Uwe Hörmann ist ein kühl kalkulierender Manager. Doch eines muss man dem Chef der zentralen Planung und Strategie der Berliner Flughäfen lassen: Er spricht nicht abstrakt, sondern er mag Sprachbilder – auch wenn sie zuweilen merkwürdig anmuten. „Es geht darum, den Elefanten klein zu schneiden“, sagt er. Oder: „Bei unserer Arbeit kommen Korken hoch, das glauben Sie nicht. Aber es ist angenehmer, die Korken nach und nach abzuarbeiten, als den ganzen Eimer Korken an einem Tag zu bewältigen.“ Es geht, man ahnt es schon, um den künftigen Schönefelder Flughafen BER und um seine Fertigstellung.

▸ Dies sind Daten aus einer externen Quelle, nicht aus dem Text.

use std::{borrow::Cow, future::Future, io, net::SocketAddr, time::Duration};

use anyhow::Context;
use tokio::{net::TcpStream, sync::watch};

/// Pause after a failed accept; EMFILE would otherwise spin the loop.
pub const ACCEPT_ERROR_BACKOFF: Duration = Duration::from_millis(100);

/// Normalize a bind/listen address.
///
/// Config files use the shorthand `":PORT"` to mean "bind on all
/// interfaces". Tokio's bind APIs do not accept `":PORT"`, so it becomes
/// `"0.0.0.0:PORT"`.
pub fn normalize_bind_addr(addr: &str) -> Cow<'_, str> {
    let addr = addr.trim();
    if addr.starts_with(':') {
        Cow::Owned(format!("0.0.0.0{addr}"))
    } else {
        Cow::Borrowed(addr)
    }
}

/// `host:port`, bracketing bare IPv6 literals.
pub fn join_host_port(host: &str, port: u16) -> String {
    let host = host.trim();
    if host.contains(':') && !host.starts_with('[') {
        format!("[{host}]:{port}")
    } else {
        format!("{host}:{port}")
    }
}

pub async fn dial_tcp(addr: &str, timeout: Duration) -> anyhow::Result<TcpStream> {
    let conn = tokio::time::timeout(timeout, TcpStream::connect(addr))
        .await
        .with_context(|| format!("dial {addr}: timed out"))?
        .with_context(|| format!("dial {addr}"))?;
    let _ = conn.set_nodelay(true);
    Ok(conn)
}

/// Accepts connections until shutdown, handing each one to `handle`.
///
/// Accept errors (fd exhaustion, aborted handshakes) never end the loop;
/// they are logged and retried after [`ACCEPT_ERROR_BACKOFF`].
pub async fn accept_loop<A, F, S, H>(
    listener: &'static str,
    mut accept: A,
    mut shutdown: watch::Receiver<bool>,
    mut handle: H,
) where
    A: FnMut() -> F,
    F: Future<Output = io::Result<(S, SocketAddr)>>,
    H: FnMut(S, SocketAddr),
{
    loop {
        tokio::select! {
            res = shutdown.changed() => {
                if res.is_err() || *shutdown.borrow() {
                    break;
                }
            }
            res = accept() => match res {
                Ok((conn, peer)) => handle(conn, peer),
                Err(err) => {
                    tracing::warn!(listener, err = %err, "accept failed; retrying");
                    metrics::counter!("tether_accept_errors_total", "listener" => listener)
                        .increment(1);
                    tokio::select! {
                        _ = tokio::time::sleep(ACCEPT_ERROR_BACKOFF) => {}
                        _ = shutdown.changed() => {}
                    }
                }
            }
        }
    }
}

#[cfg(test)]
mod tests {
    use super::*;
    use std::collections::VecDeque;
    use tokio::sync::mpsc;

    #[tokio::test]
    async fn accept_errors_do_not_stop_the_loop() {
        let peer: SocketAddr = "127.0.0.1:4000".parse().unwrap();
        let mut script: VecDeque<io::Result<(u32, SocketAddr)>> = VecDeque::from([
            Err(io::Error::from_raw_os_error(24)),
            Err(io::Error::from(io::ErrorKind::ConnectionAborted)),
            Ok((1, peer)),
            Err(io::Error::from_raw_os_error(24)),
            Ok((2, peer)),
        ]);
        let accept = move || {
            let next = script.pop_front();
            async move {
                match next {
                    Some(res) => res,
                    None => std::future::pending().await,
                }
            }
        };

        let (tx, mut rx) = mpsc::unbounded_channel();
        let (stop, stop_rx) = watch::channel(false);
        let task = tokio::spawn(accept_loop("test", accept, stop_rx, move |conn, _| {
            let _ = tx.send(conn);
        }));

        let first = tokio::time::timeout(Duration::from_secs(2), rx.recv()).await.unwrap();
        let second = tokio::time::timeout(Duration::from_secs(2), rx.recv()).await.unwrap();
        assert_eq!((first, second), (Some(1), Some(2)));
        assert!(!task.is_finished());

        stop.send(true).unwrap();
        tokio::time::timeout(Duration::from_secs(2), task)
            .await
            .unwrap()
            .unwrap();
    }

    #[test]
    fn normalize_bind_addr_port_only() {
        assert_eq!(normalize_bind_addr(":8080").as_ref(), "0.0.0.0:8080");
        assert_eq!(normalize_bind_addr(" :7000 ").as_ref(), "0.0.0.0:7000");
    }

    #[test]
    fn normalize_bind_addr_passthrough() {
        assert_eq!(
            normalize_bind_addr("127.0.0.1:8080").as_ref(),
            "127.0.0.1:8080"
        );
        assert_eq!(normalize_bind_addr("[::]:8080").as_ref(), "[::]:8080");
    }

    #[test]
    fn join_host_port_brackets_ipv6() {
        assert_eq!(join_host_port("relay.example.com", 5000), "relay.example.com:5000");
        assert_eq!(join_host_port("::1", 5001), "[::1]:5001");
        assert_eq!(join_host_port("[::1]", 5001), "[::1]:5001");
    }

    #[tokio::test]
    async fn dial_tcp_reports_refused() {
        let ln = tokio::net::TcpListener::bind("127.0.0.1:0").await.unwrap();
        let addr = ln.local_addr().unwrap().to_string();
        drop(ln);
        assert!(dial_tcp(&addr, Duration::from_secs(1)).await.is_err());
    }
}
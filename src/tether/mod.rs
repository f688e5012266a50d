pub mod admin;
pub mod app;
pub mod config;
pub mod logging;
pub mod net;
pub mod offline;
pub mod protocol;
pub mod status;
pub mod telemetry;
pub mod tunnel;
pub mod voice;

pub async fn run(config_path: Option<std::path::PathBuf>) -> anyhow::Result<()> {
    app::run(config_path).await
}
pub fn decode_record(line: &[u8]) -> Result<(SocketAddr, Vec<u8>), RecordError> {
    let rec: VoiceRecord = serde_json::from_slice(line)?;
    Ok((rec.endpoint()?, rec.payload()?))
}

/// Splits the bridge byte stream into lines.
///
/// Lines longer than `max_line` are dropped whole: everything up to the next
/// newline is discarded.
#[derive(Debug)]
pub struct RecordReader {
    buf: BytesMut,
    max_line: usize,
    discarding: bool,
}

impl RecordReader {
    pub fn new(max_line: usize) -> Self {
        Self {
            buf: BytesMut::new(),
            max_line: max_line.max(1),
            discarding: false,
        }
    }

    pub fn push(&mut self, chunk: &[u8]) -> Vec<Bytes> {
        let mut out = Vec::new();
        let mut rest = chunk;

        while !rest.is_empty() {
            let Some(i) = rest.iter().position(|&b| b == b'\n') else {
                if !self.discarding {
                    if self.buf.len() + rest.len() > self.max_line {
                        tracing::debug!(max = self.max_line, "voice: record too long; discarding");
                        self.buf.clear();
                        self.discarding = true;
                    } else {
                        self.buf.extend_from_slice(rest);
                    }
                }
                break;
            };

            let seg = &rest[..i];
            rest = &rest[i + 1..];

            if self.discarding {
                self.discarding = false;
                continue;
            }
            if self.buf.len() + seg.len() > self.max_line {
                tracing::debug!(max = self.max_line, "voice: record too long; discarding");
                self.buf.clear();
                continue;
            }

            self.buf.extend_from_slice(seg);
            let line = self.buf.split().freeze();
            if !line.iter().all(u8::is_ascii_whitespace) {
                out.push(line);
            }
        }

        out
    }
}

#[derive(Debug, Clone)]
pub struct VoiceRelayOptions {
    pub max_record_bytes: usize,
}

/// Relay half of the bridge.
#[derive(Debug)]
pub struct VoiceRelay {
    opts: VoiceRelayOptions,
    bridge: ControlChannel,
    udp: Arc<UdpSocket>,
}

impl VoiceRelay {
    pub async fn bind(listen_addr: &str, opts: VoiceRelayOptions) -> anyhow::Result<Self> {
        let bind_addr = net::normalize_bind_addr(listen_addr);
        let udp = UdpSocket::bind(bind_addr.as_ref())
            .await
            .with_context(|| format!("bind udp {listen_addr}"))?;
        tracing::info!(listen_addr = %listen_addr, "voice: public udp listening");
        Ok(Self::from_socket(udp, opts))
    }

    pub fn from_socket(udp: UdpSocket, opts: VoiceRelayOptions) -> Self {
        Self {
            opts,
            bridge: ControlChannel::named("voice"),
            udp: Arc::new(udp),
        }
    }

    pub fn bridge_connected(&self) -> bool {
        self.bridge.is_authenticated()
    }

    pub async fn serve_bridge_with_shutdown(
        self: Arc<Self>,
        listen_addr: &str,
        shutdown: watch::Receiver<bool>,
    ) -> anyhow::Result<()> {
        let bind_addr = net::normalize_bind_addr(listen_addr);
        let ln = TcpListener::bind(bind_addr.as_ref())
            .await
            .with_context(|| format!("bind tcp {listen_addr}"))?;
        tracing::info!(listen_addr = %listen_addr, "voice: bridge listening");
        self.serve_bridge_on(ln, shutdown).await
    }

    pub async fn serve_bridge_on(
        self: Arc<Self>,
        ln: TcpListener,
        shutdown: watch::Receiver<bool>,
    ) -> anyhow::Result<()> {
        let conn_shutdown = shutdown.clone();
        net::accept_loop("voice_bridge", || ln.accept(), shutdown, |conn, peer| {
            let relay = self.clone();
            let shutdown = conn_shutdown.clone();
            tokio::spawn(async move {
                relay.handle_bridge(conn, peer, shutdown).await;
            });
        })
        .await;
        Ok(())
    }

    /// Public UDP uplink: every datagram is queued for the bridge or dropped.
    pub async fn serve_public(
        self: Arc<Self>,
        mut shutdown: watch::Receiver<bool>,
    ) -> anyhow::Result<()> {
        let mut buf = vec![0u8; MAX_DATAGRAM_BYTES];
        loop {
            tokio::select! {
                _ = shutdown.changed() => {
                    if *shutdown.borrow() {
                        break;
                    }
                }
                res = self.udp.recv_from(&mut buf) => {
                    let (n, src) = match res {
                        Ok(v) => v,
                        Err(err) => {
                            // ICMP errors from earlier sends surface here on some platforms.
                            tracing::debug!(err = %err, "voice: udp recv failed");
                            continue;
                        }
                    };
                    let Some(link) = self.bridge.get() else {
                        continue;
                    };
                    match encode_record(src, &buf[..n]) {
                        Ok(rec) => {
                            if link.send_command(rec) {
                                metrics::counter!("tether_voice_datagrams_total", "dir" => "in").increment(1);
                            } else {
                                tracing::debug!(client = %src, "voice: bridge congested; dropping datagram");
                            }
                        }
                        Err(err) => tracing::debug!(err = %err, "voice: encode failed"),
                    }
                }
            }
        }
        Ok(())
    }

    async fn handle_bridge(
        &self,
        conn: TcpStream,
        peer: SocketAddr,
        mut shutdown: watch::Receiver<bool>,
    ) {
        let (mut rd, mut wr) = conn.into_split();
        let (tx, mut rx) = mpsc::channel::<Vec<u8>>(VOICE_QUEUE);
        let (link, mut stop) = self.bridge.set(tx, Some(peer));
        let generation = link.generation();
        drop(link);

        tracing::info!(peer = %peer, generation, "voice: bridge connected");

        let mut reader = RecordReader::new(self.opts.max_record_bytes);
        let mut buf = vec![0u8; 16 * 1024];
        loop {
            tokio::select! {
                res = shutdown.changed() => {
                    if res.is_err() || *shutdown.borrow() {
                        break;
                    }
                }
                res = stop.changed() => {
                    if res.is_err() || *stop.borrow() {
                        break;
                    }
                }
                rec = rx.recv() => {
                    let Some(rec) = rec else { break };
                    if wr.write_all(&rec).await.is_err() {
                        break;
                    }
                }
                res = rd.read(&mut buf) => {
                    let n = match res {
                        Ok(0) | Err(_) => break,
                        Ok(n) => n,
                    };
                    for line in reader.push(&buf[..n]) {
                        self.deliver(&line).await;
                    }
                }
            }
        }

        let _ = wr.shutdown().await;
        if self.bridge.clear(generation) {
            tracing::warn!(peer = %peer, generation, "voice: bridge disconnected");
        }
    }

    async fn deliver(&self, line: &[u8]) {
        let (dst, payload) = match decode_record(line) {
            Ok(v) => v,
            Err(err) => {
                tracing::debug!(err = %err, "voice: skipping malformed record");
                return;
            }
        };
        match self.udp.send_to(&payload, dst).await {
            Ok(_) => {
                metrics::counter!("tether_voice_datagrams_total", "dir" => "out").increment(1);
            }
            Err(err) => tracing::debug!(client = %dst, err = %err, "voice: udp send failed"),
        }
    }
}

#[derive(Debug, Clone)]
pub struct VoiceClientOptions {
    /// Relay voice bridge endpoint, `host:port`.
    pub relay_addr: String,
    /// Local voice service, `host:port`.
    pub local_addr: String,
    pub reconnect_delay: Duration,
    pub dial_timeout: Duration,
    pub max_sessions: usize,
    pub session_idle_timeout: Duration,
    pub max_record_bytes: usize,
}

type Sessions = Arc<DashMap<SocketAddr, Arc<VoiceSession>>>;

/// Last activity on a session, as monotonic millis since the session opened.
#[derive(Debug)]
struct LastSeen {
    opened: Instant,
    at_ms: AtomicU64,
}

impl LastSeen {
    fn new() -> Self {
        Self {
            opened: Instant::now(),
            at_ms: AtomicU64::new(0),
        }
    }

    fn touch(&self) {
        let ms = self.opened.elapsed().as_millis() as u64;
        self.at_ms.fetch_max(ms, Ordering::Relaxed);
    }

    fn idle_for(&self) -> Duration {
        let at = Duration::from_millis(self.at_ms.load(Ordering::Relaxed));
        self.opened.elapsed().saturating_sub(at)
    }
}

/// Local UDP socket dedicated to one public endpoint.
struct VoiceSession {
    id: u64,
    socket: Arc<UdpSocket>,
    last_seen: Arc<LastSeen>,
    reader: JoinHandle<()>,
}

impl Drop for VoiceSession {
    fn drop(&mut self) {
        self.reader.abort();
    }
}

/// Origin half of the bridge.
pub struct VoiceBridgeClient {
    opts: VoiceClientOptions,
    sessions: Sessions,
    seq: AtomicU64,
}
use std::{net::SocketAddr, sync::Arc};

use axum::{
    Json, Router,
    extract::State,
    http::{StatusCode, header},
    response::IntoResponse,
    routing::get,
};
use serde::Serialize;
use tokio::sync::watch;
use tower_http::{cors::CorsLayer, trace::TraceLayer};

use crate::tether::{
    telemetry,
    tunnel::{control::ControlChannel, registry::Registry},
    voice::{VoiceBridgeClient, VoiceRelay},
};

#[derive(Clone, Default)]
pub struct AdminState {
    pub prom: Option<telemetry::SharedPrometheusHandle>,
    pub control: Option<Arc<ControlChannel>>,
    pub registry: Option<Arc<Registry>>,
    pub voice_relay: Option<Arc<VoiceRelay>>,
    pub voice_client: Option<Arc<VoiceBridgeClient>>,
}

pub fn router(state: AdminState) -> Router {
    Router::new()
        .route("/health", get(health))
        .route("/metrics", get(metrics))
        .route("/state", get(state_snapshot))
        .with_state(Arc::new(state))
        .layer(CorsLayer::permissive())
        .layer(TraceLayer::new_for_http())
}

pub async fn serve_with_shutdown(
    addr: SocketAddr,
    state: AdminState,
    mut shutdown: watch::Receiver<bool>,
) -> anyhow::Result<()> {
    let app = router(state);

    let listener = tokio::net::TcpListener::bind(addr).await?;
    tracing::info!(admin_addr = %addr, "admin: listening");

    axum::serve(listener, app)
        .with_graceful_shutdown(async move {
            while !*shutdown.borrow() {
                if shutdown.changed().await.is_err() {
                    break;
                }
            }
        })
        .await?;

    Ok(())
}

#[derive(Debug, Serialize)]
struct HealthResponse {
    ok: bool,
}

async fn health() -> impl IntoResponse {
    (StatusCode::OK, Json(HealthResponse { ok: true }))
}

async fn metrics(State(st): State<Arc<AdminState>>) -> impl IntoResponse {
    let body = st.prom.as_ref().map(|p| p.render()).unwrap_or_default();
    (
        StatusCode::OK,
        [(header::CONTENT_TYPE, "text/plain; version=0.0.4")],
        body,
    )
}

#[derive(Debug, Serialize, Default)]
struct StateResponse {
    control_authenticated: bool,
    control_generation: Option<u64>,
    pending_tunnels: usize,
    oldest_pending_ms: u64,
    voice_bridge_connected: bool,
    voice_sessions: usize,
}

async fn state_snapshot(State(st): State<Arc<AdminState>>) -> impl IntoResponse {
    let mut out = StateResponse::default();
    if let Some(c) = &st.control {
        let link = c.get();
        out.control_authenticated = link.is_some();
        out.control_generation = link.map(|l| l.generation());
    }
    if let Some(r) = &st.registry {
        let snap = r.snapshot();
        out.pending_tunnels = snap.count;
        out.oldest_pending_ms = snap.oldest_age_ms;
    }
    if let Some(v) = &st.voice_relay {
        out.voice_bridge_connected = v.bridge_connected();
    }
    if let Some(v) = &st.voice_client {
        out.voice_sessions = v.session_count();
    }
    (StatusCode::OK, Json(out))
}
use std::{io, path::Path};

use anyhow::Context;
use tracing_appender::non_blocking::WorkerGuard;
use tracing_subscriber::{EnvFilter, Layer, layer::SubscriberExt, util::SubscriberInitExt};

use crate::tether::config;

/// Keeps the non-blocking writer flushing; hold it until the process exits.
#[derive(Debug)]
pub struct LoggingRuntime {
    _guard: WorkerGuard,
}

pub fn init(logging: &config::LoggingConfig) -> anyhow::Result<LoggingRuntime> {
    let level = logging.level.trim().to_ascii_lowercase();
    let fmt = logging.format.trim().to_ascii_lowercase();
    let out = logging.output.trim();

    let filter = EnvFilter::try_from_default_env()
        .or_else(|_| EnvFilter::try_new(filter_directive(&level)))
        .context("logging: init filter")?;

    let (writer, guard) = make_writer(out)?;

    let base_fmt = tracing_subscriber::fmt::layer()
        .with_writer(writer)
        .with_ansi(fmt == "text" && is_terminal_stream(out))
        .with_target(true)
        .with_file(logging.add_source)
        .with_line_number(logging.add_source);

    let base_fmt = if fmt == "json" {
        base_fmt.json().boxed()
    } else {
        base_fmt.boxed()
    };

    tracing_subscriber::registry()
        .with(filter)
        .with(base_fmt)
        .try_init()
        .context("logging: install subscriber")?;

    Ok(LoggingRuntime { _guard: guard })
}

fn level_directive(level: &str) -> &'static str {
    match level {
        "trace" => "trace",
        "debug" => "debug",
        "info" => "info",
        "warn" | "warning" => "warn",
        "error" => "error",
        _ => "info",
    }
}

/// At debug/trace every tunnel and voice session logs; the admin server's
/// HTTP stack stays at info so it does not drown them.
fn filter_directive(level: &str) -> String {
    match level_directive(level) {
        l @ ("trace" | "debug") => format!("{l},hyper=info,hyper_util=info,tower_http=info"),
        l => l.to_string(),
    }
}

fn is_terminal_stream(output: &str) -> bool {
    matches!(output, "stderr" | "stdout")
}

fn make_writer(
    output: &str,
) -> anyhow::Result<(tracing_appender::non_blocking::NonBlocking, WorkerGuard)> {
    match output {
        "stderr" => Ok(tracing_appender::non_blocking(io::stderr())),
        "stdout" => Ok(tracing_appender::non_blocking(io::stdout())),
        "discard" => Ok(tracing_appender::non_blocking(io::sink())),
        other => {
            let p = Path::new(other);
            if let Some(parent) = p.parent() {
                if !parent.as_os_str().is_empty() {
                    std::fs::create_dir_all(parent)
                        .with_context(|| format!("logging: mkdir {}", parent.display()))?;
                }
            }
            let file = std::fs::OpenOptions::new()
                .create(true)
                .append(true)
                .open(p)
                .with_context(|| format!("logging: open {}", p.display()))?;
            Ok(tracing_appender::non_blocking(file))
        }
    }
}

Das Dauerthema zieht immer noch viele Menschen an. Im Besucherzentrum vor dem BER-Terminal in Schönefeld sind fast alle Stühle besetzt. Für den Airport Campus, die Vorlesungsreihe der Flughäfen, wurde es zum Hörsaal umfunktioniert. Vor rund hundert Studenten und Auszubildenden spricht Hörmann über Sprint – das Beschleunigungsprogramm, mit dem Flughafen-Chef Hartmut Mehdorn den BER ans Netz bringen will.